_Work order_. Go through the records and copy each line where the word "procs" occurs.

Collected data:
------------------------
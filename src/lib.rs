//! CPU scheduling simulation for the U-Engine ecosystem.
//!
//! Simulates classical single-CPU disciplines over a process list and
//! reports the execution timeline (Gantt sequence) together with
//! per-process and aggregate timing metrics.
//!
//! # Modules
//!
//! - **`models`**: Domain types: `Process`, `ProcessTable`, `Timeline`,
//!   `ExecutionInterval`, `Completion`, `Schedule`
//! - **`dispatching`**: Selection rules (FCFS, SJF, PRIORITY) and the rule engine
//! - **`scheduler`**: `Simulator`, the four disciplines, and `Metrics`
//! - **`validation`**: Input integrity checks (burst, arrival, duplicate IDs, quantum)
//! - **`workload`**: Seeded random process lists
//!
//! # Example
//!
//! ```
//! use u_cpu_schedule::{run_round_robin, Metrics, Process};
//!
//! let procs = vec![
//!     Process::new(1, 0, 5),
//!     Process::new(2, 1, 3),
//!     Process::new(3, 2, 1),
//! ];
//! let schedule = run_round_robin(&procs, 2).unwrap();
//! assert_eq!(schedule.completion_order(), vec![3, 2, 1]);
//! assert_eq!(Metrics::calculate(&schedule).makespan, 9);
//! ```
//!
//! # References
//!
//! - Silberschatz, Galvin & Gagne, "Operating System Concepts", Ch. 5
//! - Tanenbaum & Bos (2014), "Modern Operating Systems", §2.4

pub mod dispatching;
pub mod error;
pub mod models;
pub mod scheduler;
pub mod validation;
pub mod workload;

pub use error::{SchedError, SchedResult};
pub use models::{
    Completion, ExecutionInterval, Process, ProcessId, ProcessTable, Schedule, Timeline,
};
pub use scheduler::{
    compare, run_fcfs, run_priority, run_round_robin, run_sjf, Algorithm, CompletionOrder, Metrics,
    SimulationConfig, Simulator, SjfPolicy,
};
------------------------
_Task result_.
//! let procs = vec![
//! let schedule = run_round_robin(&procs, 2).unwrap();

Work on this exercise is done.